Alejandro González

Personal information
- Full name: Alejandro Enrique González Pareja
- Date of birth: 11 October 1977 (age 48)
- Place of birth: Santiago, Chile
- Position(s): Midfielder Left-back

Youth career
- Universidad Católica

Senior career*
- Years: Team / Apps / (Gls)
- 1995–1997: Universidad Católica / 0 / (0)
- 1998–1999: Jacksonville Cyclones / 30 / (5)
- 2000: Unión La Calera / – / (–)
- 2001: Deportes Puerto Montt / 9 / (0)
- 2002–2003: Deportes Melipilla / 1 / (0)
- 2004: Palestino / 26 / (3)
- 2005: Indiana Invaders / 2 / (0)
- 2005–2007: Puerto Rico Islanders / 58 / (4)
- 2008: Alajuelense / 11 / (0)
- 2009: Unión La Calera / 20 / (2)
- 2010–2011: Deportes Puerto Montt / 29 / (0)
- Total:  / 186 / (14)

= Alejandro González (Chilean footballer) =

Chilean footballer (born 1977)

Alejandro Enrique González Pareja (born 11 October 1977) is a Chilean former football player who played as a midfielder for clubs in Chile, the United States, Puerto Rico and Costa Rica.

==Club career==
A playmaker from Universidad Católica youth system, González took part of tours through Netherlands, France, Spain and the United States.

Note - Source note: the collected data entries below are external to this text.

//! Change registry
//!
//! Built once from a static catalogue of [`ChangeKindDescriptor`]s and passed
//! by reference to everything that detects or prunes changes. There is no
//! hidden global: callers decide how long a registry lives.

use std::collections::{BTreeMap, BTreeSet};

use crate::changes::catalogue::CATALOGUE;
use crate::changes::{ChangeKind, ChangeRecord, ChangeScope, DetectionInput, EditType, NodeState};
use crate::detection::DetectionContext;
use crate::errors::{EvolutionError, Result};
use crate::store::ModelView;

/// Pure detection function of one change kind
pub type Detector = fn(&DetectionInput<'_>) -> Vec<ChangeRecord>;

/// Override of the state a record gives its target
pub type StateHook = fn(&ChangeRecord, ModelView<'_>, ModelView<'_>) -> Option<NodeState>;

/// Static declaration of a change kind
#[derive(Clone, Copy)]
pub struct ChangeKindDescriptor {
    pub kind: ChangeKind,
    /// Scopes the detector runs in
    pub scopes: &'static [ChangeScope],
    pub edit_type: EditType,
    /// False for cosmetic kinds that are pruned before categorization
    pub may_require_revalidation: bool,
    pub detect: Detector,
    pub resulting_state: Option<StateHook>,
}

impl std::fmt::Debug for ChangeKindDescriptor {
    fn fmt(&self, f: &mut std::fmt::Formatter<'_>) -> std::fmt::Result {
        f.debug_struct("ChangeKindDescriptor")
            .field("kind", &self.kind)
            .field("scopes", &self.scopes)
            .field("edit_type", &self.edit_type)
            .field("may_require_revalidation", &self.may_require_revalidation)
            .finish_non_exhaustive()
    }
}

/// Catalogue of change kinds indexed by scope and edit type
#[derive(Debug)]
pub struct ChangeRegistry {
    descriptors: &'static [ChangeKindDescriptor],
    by_kind: BTreeMap<ChangeKind, usize>,
    by_scope: BTreeMap<ChangeScope, Vec<usize>>,
    by_edit_type: BTreeMap<EditType, Vec<ChangeKind>>,
    never_revalidating: BTreeSet<ChangeKind>,
}

impl Default for ChangeRegistry {
    fn default() -> Self {
        Self::new()
    }
}

impl ChangeRegistry {
    /// Registry over the built-in catalogue
    pub fn new() -> Self {
        Self::from_catalogue(CATALOGUE)
    }

    /// Registry over an arbitrary catalogue
    pub fn from_catalogue(descriptors: &'static [ChangeKindDescriptor]) -> Self {
        let mut by_kind = BTreeMap::new();
        let mut by_scope: BTreeMap<ChangeScope, Vec<usize>> = BTreeMap::new();
        let mut by_edit_type: BTreeMap<EditType, Vec<ChangeKind>> = BTreeMap::new();
        let mut never_revalidating = BTreeSet::new();

        for (index, descriptor) in descriptors.iter().enumerate() {
            by_kind.insert(descriptor.kind, index);
            for scope in ChangeScope::ALL {
                if descriptor.scopes.contains(&scope) {
                    by_scope.entry(scope).or_default().push(index);
                }
            }
            by_edit_type
                .entry(descriptor.edit_type)
                .or_default()
                .push(descriptor.kind);
            if !descriptor.may_require_revalidation {
                never_revalidating.insert(descriptor.kind);
            }
        }

        tracing::debug!(
            kinds = descriptors.len(),
            never_revalidating = never_revalidating.len(),
            "change registry built"
        );

        Self {
            descriptors,
            by_kind,
            by_scope,
            by_edit_type,
            never_revalidating,
        }
    }

    pub fn descriptor(&self, kind: ChangeKind) -> Option<&ChangeKindDescriptor> {
        self.by_kind.get(&kind).map(|&i| &self.descriptors[i])
    }

    /// Descriptors applicable to `scope`, in catalogue order
    pub fn detectors_for(&self, scope: ChangeScope) -> impl Iterator<Item = &ChangeKindDescriptor> {
        self.by_scope
            .get(&scope)
            .into_iter()
            .flatten()
            .map(|&i| &self.descriptors[i])
    }

    pub fn kinds_with_edit_type(&self, edit_type: EditType) -> &[ChangeKind] {
        self.by_edit_type
            .get(&edit_type)
            .map(Vec::as_slice)
            .unwrap_or(&[])
    }

    /// True unless the record's kind is declared cosmetic
    pub fn may_require_revalidation(&self, record: &ChangeRecord) -> bool {
        !self.never_revalidating.contains(&record.kind)
    }

    /// State forced by the record's kind, if it declares a hook
    pub fn resulting_state(
        &self,
        record: &ChangeRecord,
        old: ModelView<'_>,
        new: ModelView<'_>,
    ) -> Option<NodeState> {
        let hook = self.descriptor(record.kind)?.resulting_state?;
        hook(record, old, new)
    }

    /// Run every detector of the context's current scope on its current element
    ///
    /// Kinds that compare against the old counterpart are skipped when the
    /// element does not exist in the old version.
    ///
    /// # Errors
    ///
    /// Returns `DetectorKindMismatch` if a detector returns a record of
    /// another kind or edit type.
    pub fn detect_local(&self, context: &DetectionContext<'_>) -> Result<Vec<ChangeRecord>> {
        let (Some(scope), Some(element)) = (context.current_scope(), context.current_element())
        else {
            return Ok(Vec::new());
        };
        let input = DetectionInput::new(context.old_version(), context.new_version(), element);
        let has_old = Self::has_old_counterpart(&input, scope);

        let mut records = Vec::new();
        for descriptor in self.detectors_for(scope) {
            if descriptor.edit_type.requires_old_counterpart() && !has_old {
                continue;
            }
            for mut record in (descriptor.detect)(&input) {
                if record.kind != descriptor.kind || record.edit_type != descriptor.edit_type {
                    return Err(EvolutionError::DetectorKindMismatch {
                        invoked: descriptor.kind,
                        returned: record.kind,
                        edit_type: record.edit_type,
                        target: record.target,
                    });
                }
                record.may_require_revalidation = descriptor.may_require_revalidation;
                records.push(record);
            }
        }
        Ok(records)
    }

    fn has_old_counterpart(input: &DetectionInput<'_>, scope: ChangeScope) -> bool {
        match scope {
            ChangeScope::Diagram => input
                .old
                .diagram()
                .map(|d| &d.id == input.element)
                .unwrap_or(false),
            _ => input.old.contains(input.element),
        }
    }
}
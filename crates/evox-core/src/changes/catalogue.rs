//! Compile-time list of every change kind

use super::ChangeKind as K;
use super::EditType::{Addition, Migratory, Removal, Sedentary};
use super::{association, attribute, class, component, diagram};
use super::{ChangeKind, ChangeScope, EditType};
use crate::registry::{ChangeKindDescriptor, Detector};

const DIAGRAM: &[ChangeScope] = &[ChangeScope::Diagram];
const CLASS: &[ChangeScope] = &[ChangeScope::Class];
const CLASS_UNION: &[ChangeScope] = &[ChangeScope::ClassUnion];
const ASSOCIATION: &[ChangeScope] = &[ChangeScope::Association];
const CONTENT_CONTAINER: &[ChangeScope] = &[ChangeScope::ContentContainer];
const CONTENT_CHOICE: &[ChangeScope] = &[ChangeScope::ContentChoice];
const ATTRIBUTE_CONTAINER: &[ChangeScope] = &[ChangeScope::AttributeContainer];
const ATTRIBUTE: &[ChangeScope] = &[ChangeScope::Attribute];

/// Nodes with an ordered component list
const COMPONENT_OWNERS: &[ChangeScope] = &[
    ChangeScope::Class,
    ChangeScope::ClassUnion,
    ChangeScope::ContentContainer,
    ChangeScope::ContentChoice,
];

/// Component owners plus associations, whose child can disappear
const COMPONENT_REMOVAL: &[ChangeScope] = &[
    ChangeScope::Class,
    ChangeScope::ClassUnion,
    ChangeScope::ContentContainer,
    ChangeScope::ContentChoice,
    ChangeScope::Association,
];

const ATTRIBUTE_OWNERS: &[ChangeScope] = &[ChangeScope::Class, ChangeScope::AttributeContainer];

const fn kind(
    kind: ChangeKind,
    scopes: &'static [ChangeScope],
    edit_type: EditType,
    detect: Detector,
) -> ChangeKindDescriptor {
    ChangeKindDescriptor {
        kind,
        scopes,
        edit_type,
        may_require_revalidation: true,
        detect,
        resulting_state: None,
    }
}

const fn cosmetic(descriptor: ChangeKindDescriptor) -> ChangeKindDescriptor {
    ChangeKindDescriptor {
        may_require_revalidation: false,
        ..descriptor
    }
}

pub static CATALOGUE: &[ChangeKindDescriptor] = &[
    cosmetic(kind(K::DiagramRenamed, DIAGRAM, Sedentary, diagram::detect_renamed)),
    kind(K::RootClassRemoved, DIAGRAM, Removal, diagram::detect_root_removed),
    kind(K::ClassAdded, CLASS, Addition, class::detect_class_added),
    kind(K::ClassMoved, CLASS, Migratory, class::detect_class_moved),
    cosmetic(kind(K::ClassRenamed, CLASS, Sedentary, class::detect_class_renamed)),
    kind(K::ClassElementNameChanged, CLASS, Sedentary, class::detect_element_name_changed),
    kind(K::RepresentedClassChanged, CLASS, Sedentary, class::detect_represented_class_changed),
    kind(K::AllowAnyAttributeChanged, CLASS, Sedentary, class::detect_allow_any_attribute_changed),
    kind(K::ComponentRemoved, COMPONENT_REMOVAL, Removal, component::detect_component_removed),
    kind(K::ComponentsReordered, COMPONENT_OWNERS, Sedentary, component::detect_components_reordered),
    kind(K::ClassUnionAdded, CLASS_UNION, Addition, class::detect_union_added),
    kind(K::ClassUnionMoved, CLASS_UNION, Migratory, class::detect_union_moved),
    kind(K::AssociationAdded, ASSOCIATION, Addition, association::detect_added),
    kind(K::AssociationMoved, ASSOCIATION, Migratory, association::detect_moved),
    cosmetic(kind(K::AssociationRenamed, ASSOCIATION, Sedentary, association::detect_renamed)),
    kind(K::AssociationMultiplicityChanged, ASSOCIATION, Sedentary, association::detect_multiplicity_changed),
    kind(K::ContentContainerAdded, CONTENT_CONTAINER, Addition, component::detect_content_container_added),
    kind(K::ContentContainerMoved, CONTENT_CONTAINER, Migratory, component::detect_content_container_moved),
    kind(K::ContentContainerRenamed, CONTENT_CONTAINER, Sedentary, component::detect_content_container_renamed),
    kind(K::ContentChoiceAdded, CONTENT_CHOICE, Addition, component::detect_content_choice_added),
    kind(K::ContentChoiceMoved, CONTENT_CHOICE, Migratory, component::detect_content_choice_moved),
    kind(K::AttributeContainerAdded, ATTRIBUTE_CONTAINER, Addition, component::detect_attribute_container_added),
    kind(K::AttributeContainerMoved, ATTRIBUTE_CONTAINER, Migratory, component::detect_attribute_container_moved),
    kind(K::AttributeRemoved, ATTRIBUTE_OWNERS, Removal, attribute::detect_removed),
    kind(K::AttributesReordered, ATTRIBUTE_CONTAINER, Sedentary, attribute::detect_reordered),
    kind(K::AttributeAdded, ATTRIBUTE, Addition, attribute::detect_added),
    ChangeKindDescriptor {
        resulting_state: Some(attribute::moved_resulting_state),
        ..kind(K::AttributeMoved, ATTRIBUTE, Migratory, attribute::detect_moved)
    },
    kind(K::AttributeRenamed, ATTRIBUTE, Sedentary, attribute::detect_renamed),
    kind(K::AttributeAliasChanged, ATTRIBUTE, Sedentary, attribute::detect_alias_changed),
    kind(K::AttributeTypeChanged, ATTRIBUTE, Sedentary, attribute::detect_type_changed),
    kind(K::AttributeDefaultValueChanged, ATTRIBUTE, Sedentary, attribute::detect_default_value_changed),
    kind(K::AttributeMultiplicityChanged, ATTRIBUTE, Sedentary, attribute::detect_multiplicity_changed),
];
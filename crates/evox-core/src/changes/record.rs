use evox_core_types::ElementId;
use serde::{Deserialize, Serialize};

use super::kind::{ChangeKind, EditType};
use crate::model::Multiplicity;

/// Old and new cardinality carried by multiplicity changes
#[derive(Debug, Clone, Copy, PartialEq, Eq, Serialize, Deserialize)]
pub struct MultiplicityChange {
    pub old: Multiplicity,
    pub new: Multiplicity,
}

/// One detected difference between the old and the new version
///
/// Records are immutable once the registry has stamped them;
/// `may_require_revalidation` is filled in from the kind's descriptor, not by
/// the detector.
#[derive(Debug, Clone, PartialEq, Serialize, Deserialize)]
pub struct ChangeRecord {
    pub kind: ChangeKind,
    pub target: ElementId,
    /// Second node of a two-node change (old owner, old structural parent)
    pub secondary_target: Option<ElementId>,
    pub edit_type: EditType,
    pub invalidates_content: bool,
    pub invalidates_attributes: bool,
    pub may_require_revalidation: bool,
    /// Cosmetic edit that never forces regeneration of its own target
    pub ignorable: bool,
    pub multiplicity: Option<MultiplicityChange>,
}

impl ChangeRecord {
    pub fn new(kind: ChangeKind, edit_type: EditType, target: ElementId) -> Self {
        Self {
            kind,
            target,
            secondary_target: None,
            edit_type,
            invalidates_content: false,
            invalidates_attributes: false,
            may_require_revalidation: true,
            ignorable: false,
            multiplicity: None,
        }
    }

    pub fn with_secondary(mut self, secondary: Option<ElementId>) -> Self {
        self.secondary_target = secondary;
        self
    }

    pub fn invalidating_content(mut self, invalidates: bool) -> Self {
        self.invalidates_content = invalidates;
        self
    }

    pub fn invalidating_attributes(mut self, invalidates: bool) -> Self {
        self.invalidates_attributes = invalidates;
        self
    }

    pub fn ignorable(mut self, ignorable: bool) -> Self {
        self.ignorable = ignorable;
        self
    }

    pub fn with_multiplicity(mut self, old: Multiplicity, new: Multiplicity) -> Self {
        self.multiplicity = Some(MultiplicityChange { old, new });
        self
    }

    /// Does this record concern `id`, as primary or secondary target
    pub fn touches(&self, id: &ElementId) -> bool {
        &self.target == id || self.secondary_target.as_ref() == Some(id)
    }

    /// Change concerning one node only
    pub fn is_self_targeted(&self) -> bool {
        self.secondary_target.is_none()
    }

    /// Ignorable single-node edits never force a regeneration
    pub fn forces_regeneration(&self) -> bool {
        !(self.ignorable && self.is_self_targeted())
    }
}
//! Change kinds and their detectors
//!
//! Every concrete change is a pure function `(old, new, element) -> records`
//! registered in [`catalogue::CATALOGUE`] together with the scopes it applies
//! to and its edit type. The helpers below implement the shapes most kinds
//! share (added, moved, child removed, children reordered, field changed).

pub mod association;
pub mod attribute;
pub mod catalogue;
pub mod class;
pub mod component;
pub mod diagram;
pub mod kind;
pub mod record;

use evox_core_types::ElementId;

use crate::model::{Element, ElementKind};
use crate::store::ModelView;

pub use kind::{ChangeKind, ChangeScope, EditType, NodeState};
pub use record::{ChangeRecord, MultiplicityChange};

/// What a detector sees: both versions and the element being visited
///
/// For the Diagram scope `element` is the diagram id.
#[derive(Clone, Copy)]
pub struct DetectionInput<'a> {
    pub old: ModelView<'a>,
    pub new: ModelView<'a>,
    pub element: &'a ElementId,
}

impl<'a> DetectionInput<'a> {
    pub fn new(old: ModelView<'a>, new: ModelView<'a>, element: &'a ElementId) -> Self {
        Self { old, new, element }
    }

    /// The visited element in both versions, if it exists in both
    pub fn counterparts(&self) -> Option<(&'a Element, &'a Element)> {
        Some((self.old.get(self.element)?, self.new.get(self.element)?))
    }
}

/// Fragments affected when `element` appears or disappears
///
/// XML attributes live in the owner's attribute list; everything else is part
/// of the owner's content.
pub(crate) fn lifecycle_flags(element: &Element) -> (bool, bool) {
    match &element.kind {
        ElementKind::Attribute(attribute) if attribute.is_xml_attribute() => (false, true),
        _ => (true, false),
    }
}

pub(crate) fn added(input: &DetectionInput<'_>, kind: ChangeKind) -> Vec<ChangeRecord> {
    let Some(element) = input.new.get(input.element) else {
        return Vec::new();
    };
    if input.old.contains(input.element) {
        return Vec::new();
    }
    let (content, attributes) = lifecycle_flags(element);
    vec![ChangeRecord::new(kind, EditType::Addition, input.element.clone())
        .invalidating_content(content)
        .invalidating_attributes(attributes)]
}

pub(crate) fn moved(input: &DetectionInput<'_>, kind: ChangeKind) -> Vec<ChangeRecord> {
    let Some((old, new)) = input.counterparts() else {
        return Vec::new();
    };
    let old_parent = input.old.structural_parent(input.element);
    if old_parent == input.new.structural_parent(input.element) {
        return Vec::new();
    }
    let (old_content, old_attributes) = lifecycle_flags(old);
    let (new_content, new_attributes) = lifecycle_flags(new);
    vec![
        ChangeRecord::new(kind, EditType::Migratory, input.element.clone())
            .with_secondary(old_parent.cloned())
            .invalidating_content(old_content || new_content)
            .invalidating_attributes(old_attributes || new_attributes),
    ]
}

/// Children listed by `select` in the old element that no longer exist
pub(crate) fn removed_children(
    input: &DetectionInput<'_>,
    kind: ChangeKind,
    select: fn(&Element) -> &[ElementId],
) -> Vec<ChangeRecord> {
    let Some(old) = input.old.get(input.element) else {
        return Vec::new();
    };
    select(old)
        .iter()
        .filter(|child| !input.new.contains(child))
        .filter_map(|child| input.old.get(child))
        .map(|child| {
            let (content, attributes) = lifecycle_flags(child);
            ChangeRecord::new(kind, EditType::Removal, child.id.clone())
                .with_secondary(Some(input.element.clone()))
                .invalidating_content(content)
                .invalidating_attributes(attributes)
        })
        .collect()
}

/// Children present in both versions whose relative order changed
pub(crate) fn reordered(
    input: &DetectionInput<'_>,
    kind: ChangeKind,
    select: fn(&Element) -> &[ElementId],
) -> Vec<ChangeRecord> {
    let Some((old, new)) = input.counterparts() else {
        return Vec::new();
    };
    let (old_children, new_children) = (select(old), select(new));
    let kept_old: Vec<&ElementId> = old_children
        .iter()
        .filter(|c| new_children.contains(c))
        .collect();
    let kept_new: Vec<&ElementId> = new_children
        .iter()
        .filter(|c| old_children.contains(c))
        .collect();
    if kept_old == kept_new {
        return Vec::new();
    }
    vec![ChangeRecord::new(kind, EditType::Sedentary, input.element.clone()).invalidating_content(true)]
}

/// In-place edit detected by comparing a projection of both counterparts
pub(crate) fn sedentary<T: PartialEq>(
    input: &DetectionInput<'_>,
    kind: ChangeKind,
    project: impl Fn(&Element) -> Option<T>,
) -> Option<ChangeRecord> {
    let (old, new) = input.counterparts()?;
    let (old_value, new_value) = (project(old)?, project(new)?);
    (old_value != new_value)
        .then(|| ChangeRecord::new(kind, EditType::Sedentary, input.element.clone()))
}

pub(crate) fn components(element: &Element) -> &[ElementId] {
    element.components()
}

pub(crate) fn attributes(element: &Element) -> &[ElementId] {
    element.attributes()
}
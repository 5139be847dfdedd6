pub mod element;
pub mod multiplicity;
pub mod version;

pub use element::{
    Association, AttributeContainer, ClassUnion, ContentChoice, ContentContainer, Element,
    ElementKind, PsmAttribute, PsmClass,
};
pub use multiplicity::Multiplicity;
pub use version::{Diagram, VersionInfo};
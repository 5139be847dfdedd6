//! Change detection driver
//!
//! Walks the new version top-down, keeping a scope stack in step with the
//! element being visited, and asks the registry for the local changes of each
//! element. The Diagram scope is detected first, then every root class
//! subtree in diagram order.

use std::collections::BTreeMap;

use evox_core_types::{ElementId, VersionId};

use crate::changes::{ChangeKind, ChangeRecord, ChangeScope, EditType};
use crate::errors::{EvolutionError, Result};
use crate::registry::ChangeRegistry;
use crate::store::{ModelView, VersionedStore};
use crate::{log_op_end, log_op_error, log_op_start};

/// Scopes entered and not yet left, innermost last
#[derive(Debug, Default, Clone)]
pub struct ScopeStack {
    scopes: Vec<ChangeScope>,
}

impl ScopeStack {
    pub fn push(&mut self, scope: ChangeScope) {
        self.scopes.push(scope);
    }

    /// Pop the innermost scope, which must be `expected`
    ///
    /// # Errors
    ///
    /// Returns `UnbalancedScope` if the top of the stack is another scope or
    /// the stack is empty. The stack is left untouched in that case.
    pub fn pop(&mut self, expected: ChangeScope) -> Result<()> {
        let found = self.current();
        if found != Some(expected) {
            return Err(EvolutionError::UnbalancedScope { expected, found });
        }
        self.scopes.pop();
        Ok(())
    }

    pub fn current(&self) -> Option<ChangeScope> {
        self.scopes.last().copied()
    }

    pub fn depth(&self) -> usize {
        self.scopes.len()
    }

    pub fn is_empty(&self) -> bool {
        self.scopes.is_empty()
    }
}

/// Traversal state handed to the registry at every visited element
pub struct DetectionContext<'a> {
    old: ModelView<'a>,
    new: ModelView<'a>,
    scopes: ScopeStack,
    elements: Vec<&'a ElementId>,
}

impl<'a> DetectionContext<'a> {
    pub fn new(old: ModelView<'a>, new: ModelView<'a>) -> Self {
        Self {
            old,
            new,
            scopes: ScopeStack::default(),
            elements: Vec::new(),
        }
    }

    pub fn old_version(&self) -> ModelView<'a> {
        self.old
    }

    pub fn new_version(&self) -> ModelView<'a> {
        self.new
    }

    pub fn current_scope(&self) -> Option<ChangeScope> {
        self.scopes.current()
    }

    pub fn current_element(&self) -> Option<&'a ElementId> {
        self.elements.last().copied()
    }

    /// Make `element` the current element of a freshly pushed `scope`
    pub fn enter(&mut self, scope: ChangeScope, element: &'a ElementId) {
        self.scopes.push(scope);
        self.elements.push(element);
    }

    /// # Errors
    ///
    /// Returns `UnbalancedScope` if `scope` is not the innermost scope.
    pub fn leave(&mut self, scope: ChangeScope) -> Result<()> {
        self.scopes.pop(scope)?;
        self.elements.pop();
        Ok(())
    }

    pub fn depth(&self) -> usize {
        self.scopes.depth()
    }
}

/// Detect every local change between `old` and `new`
///
/// # Errors
///
/// - `VersionNotFound` / `DiagramNotFound` if either version cannot be read
/// - `UnbalancedScope` if the traversal leaves a scope it did not enter
/// - `DetectorKindMismatch` if a detector breaks its declaration
/// - `ConflictingLifecycleRecords` if one target gets both an addition and a
///   removal, or a move together with either
pub fn detect_changes(
    store: &dyn VersionedStore,
    registry: &ChangeRegistry,
    old: VersionId,
    new: VersionId,
) -> Result<Vec<ChangeRecord>> {
    let start = std::time::Instant::now();
    log_op_start!(
        "detect_changes",
        old_version = old.number(),
        new_version = new.number()
    );

    let result = collect(store, registry, old, new);

    let duration_ms = start.elapsed().as_millis() as u64;
    match &result {
        Ok(records) => {
            log_op_end!(
                "detect_changes",
                duration_ms = duration_ms,
                record_count = records.len()
            );
        }
        Err(err) => {
            log_op_error!("detect_changes", err, duration_ms = duration_ms);
        }
    }
    result
}

fn collect(
    store: &dyn VersionedStore,
    registry: &ChangeRegistry,
    old: VersionId,
    new: VersionId,
) -> Result<Vec<ChangeRecord>> {
    for version in [old, new] {
        store
            .version_info(version)
            .ok_or(EvolutionError::VersionNotFound { version })?;
    }
    let new_view = ModelView::new(store, new);
    let diagram = new_view.diagram()?;
    let mut context = DetectionContext::new(ModelView::new(store, old), new_view);
    let mut records = Vec::new();

    context.enter(ChangeScope::Diagram, &diagram.id);
    records.extend(registry.detect_local(&context)?);
    for root in &diagram.roots {
        visit(&mut context, registry, root, &mut records)?;
    }
    context.leave(ChangeScope::Diagram)?;

    validate_lifecycle(&records)?;
    Ok(records)
}

fn visit<'a>(
    context: &mut DetectionContext<'a>,
    registry: &ChangeRegistry,
    id: &'a ElementId,
    records: &mut Vec<ChangeRecord>,
) -> Result<()> {
    let element = context.new_version().element(id)?;
    let scope = ChangeScope::of(&element.kind);

    context.enter(scope, id);
    records.extend(registry.detect_local(context)?);
    for child in element.children() {
        visit(context, registry, child, records)?;
    }
    context.leave(scope)
}

/// At most one lifecycle record per target, and none next to a move
fn validate_lifecycle(records: &[ChangeRecord]) -> Result<()> {
    let mut by_target: BTreeMap<&ElementId, Vec<(ChangeKind, EditType)>> = BTreeMap::new();
    for record in records {
        if record.edit_type.is_lifecycle() || record.edit_type == EditType::Migratory {
            by_target
                .entry(&record.target)
                .or_default()
                .push((record.kind, record.edit_type));
        }
    }

    match by_target.into_iter().find(|(_, entries)| entries.len() > 1) {
        Some((target, entries)) => Err(EvolutionError::ConflictingLifecycleRecords {
            target: target.clone(),
            kinds: entries.into_iter().map(|(kind, _)| kind).collect(),
        }),
        None => Ok(()),
    }
}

In 1998, he moved to the United States and joined Jacksonville Cyclones in the A-League.

He returned to Chile in 2000 and played for Unión La Calera, winning the Chilean Tercera División.

In his homeland, he also played for Deportes Puerto Montt (2001) and Palestino (2004) in the top division.

From 2005 to 2007, he played for Puerto Rico Islanders in the USL First Division, moving to the left.back position. In addition, he made two appearances for Indiana Invaders in 2005.

In 2008, he played for Costa Rican side Alajuelense.

In the second level of the Chilean football, he played for Deportes Melipilla (2002–03), Unión La Calera (2009) and Deportes Puerto Montt (2010–11).